TASK DETAILS ▸ Among the entries below, count the lines holding the string "walk". Respond with the number alone.

━━━━━━━━━━━━━━━━━━━━

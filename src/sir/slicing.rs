//! sir::slicing — partition a sorted response into tie-respecting slices.
//!
//! Purpose
//! -------
//! Split the sorted response into contiguous slices of roughly equal size,
//! targeting a requested slice count, without ever splitting a group of tied
//! response values across two slices. The slice structure drives the slice
//! means, the kernel matrix, and both inferential procedures.
//!
//! Key behaviors
//! -------------
//! - [`locate_distinct_boundaries`]: one slice per distinct value; used when
//!   the number of distinct values does not exceed the request.
//! - [`bucket_distinct_values`]: greedy merge of consecutive distinct-value
//!   groups into buckets of about `⌊n / nslice⌋` observations.
//! - [`slicer`]: chooses between the two and logs when fewer slices than
//!   requested could be formed.
//! - [`slice_assignments`] and [`slice_weights`] expand boundaries into
//!   per-observation labels and per-slice occupancy fractions.
//!
//! Invariants & assumptions
//! ------------------------
//! - `y` is sorted ascending and finite (checked upstream by
//!   `sir::validation`).
//! - Boundaries are 0-based and half-open: `bd[0] = 0`, `bd[h] = n`, slice `s`
//!   covers rows `bd[s]..bd[s+1]`, and `bd` is strictly increasing.
//! - The realized slice count `bd.len() − 1` never exceeds the request.
//!
//! Testing notes
//! -------------
//! - Unit tests cover the one-slice-per-value path, bucketing with and without
//!   ties, the short-tail stop rule, and the weight/assignment expansions.
use crate::sir::errors::{SirError, SirResult};
use ndarray::Array1;

/// Fewer remaining observations than this end the bucketing walk; the last
/// bucket then absorbs them.
pub const MIN_TAIL: usize = 3;

/// Distinct values of a sorted sequence, in ascending order.
pub fn distinct_values(y: &[f64]) -> Vec<f64> {
    let mut values: Vec<f64> = Vec::new();
    for &v in y {
        if values.last() != Some(&v) {
            values.push(v);
        }
    }
    values
}

/// Starting row of each distinct value, followed by the sentinel `n`.
///
/// Each distinct value becomes its own slice. Uses a binary search per value.
pub fn locate_distinct_boundaries(y: &[f64], distinct: &[f64]) -> Vec<usize> {
    let mut bd: Vec<usize> = distinct.iter().map(|&v| y.partition_point(|&t| t < v)).collect();
    bd.push(y.len());
    bd
}

/// bucket_distinct_values — greedy tie-respecting buckets of nominal size.
///
/// Parameters
/// ----------
/// - `y`: `&[f64]`
///   Sorted response of length `n`.
/// - `distinct`: `&[f64]`
///   Distinct values of `y` in ascending order.
/// - `nslice`: `usize`
///   Requested number of slices (≥ 1).
///
/// Returns
/// -------
/// `Vec<usize>`
///   Boundaries `[0, …, n]` with at most `nslice` slices.
///
/// Notes
/// -----
/// - `cum[k]` is the number of observations `≤ distinct[k]`; only these counts
///   are admissible boundaries, so tie groups are never split.
/// - Each step targets `last + ⌊n / nslice⌋` and snaps to the first admissible
///   boundary at or after the target.
/// - The walk stops when fewer than [`MIN_TAIL`] observations would remain,
///   when the snapped boundary reaches `n`, or once `nslice − 1` interior
///   boundaries exist. The sentinel `n` then closes the final bucket, which
///   can be larger than nominal.
pub fn bucket_distinct_values(y: &[f64], distinct: &[f64], nslice: usize) -> Vec<usize> {
    let n = y.len();
    let nominal = (n / nslice.max(1)).max(1);
    let cum: Vec<usize> = distinct.iter().map(|&v| y.partition_point(|&t| t <= v)).collect();

    let mut bd = vec![0];
    let mut last = 0;
    while bd.len() < nslice {
        let target = last + nominal;
        let k = cum.partition_point(|&c| c < target);
        let Some(&edge) = cum.get(k) else { break };
        if n - edge < MIN_TAIL {
            break;
        }
        bd.push(edge);
        last = edge;
    }
    bd.push(n);
    bd
}

/// slicer — slice boundaries for a sorted response.
///
/// Parameters
/// ----------
/// - `y`: `&[f64]`
///   Sorted, finite response.
/// - `nslice`: `usize`
///   Requested slice count; must be at least 1.
///
/// Returns
/// -------
/// `SirResult<Vec<usize>>`
///   Strictly increasing boundaries `[0, …, n]`. When `y` has at most `nslice`
///   distinct values each value gets its own slice; otherwise values are
///   bucketed by [`bucket_distinct_values`].
///
/// Errors
/// ------
/// - `SirError::EmptyResponse` for empty `y`.
/// - `SirError::InvalidSliceCount` when `nslice == 0`.
pub fn slicer(y: &[f64], nslice: usize) -> SirResult<Vec<usize>> {
    if y.is_empty() {
        return Err(SirError::EmptyResponse);
    }
    if nslice == 0 {
        return Err(SirError::InvalidSliceCount { nslice });
    }

    let distinct = distinct_values(y);
    let bd = if distinct.len() <= nslice {
        locate_distinct_boundaries(y, &distinct)
    } else {
        bucket_distinct_values(y, &distinct, nslice)
    };

    let realized = bd.len() - 1;
    if realized < nslice {
        log::debug!("slicer formed {realized} slices out of {nslice} requested");
    }
    Ok(bd)
}

/// Slice label (0-based) for every observation.
pub fn slice_assignments(bd: &[usize]) -> Vec<usize> {
    bd.windows(2).enumerate().flat_map(|(s, w)| std::iter::repeat_n(s, w[1] - w[0])).collect()
}

/// Fraction of observations in each slice; sums to one.
pub fn slice_weights(bd: &[usize]) -> Array1<f64> {
    let n = bd.last().copied().unwrap_or(0).max(1) as f64;
    Array1::from_iter(bd.windows(2).map(|w| (w[1] - w[0]) as f64 / n))
}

━━━━━━━━━━━━━━━━━━━━

WORKED SOLUTION ▸ 2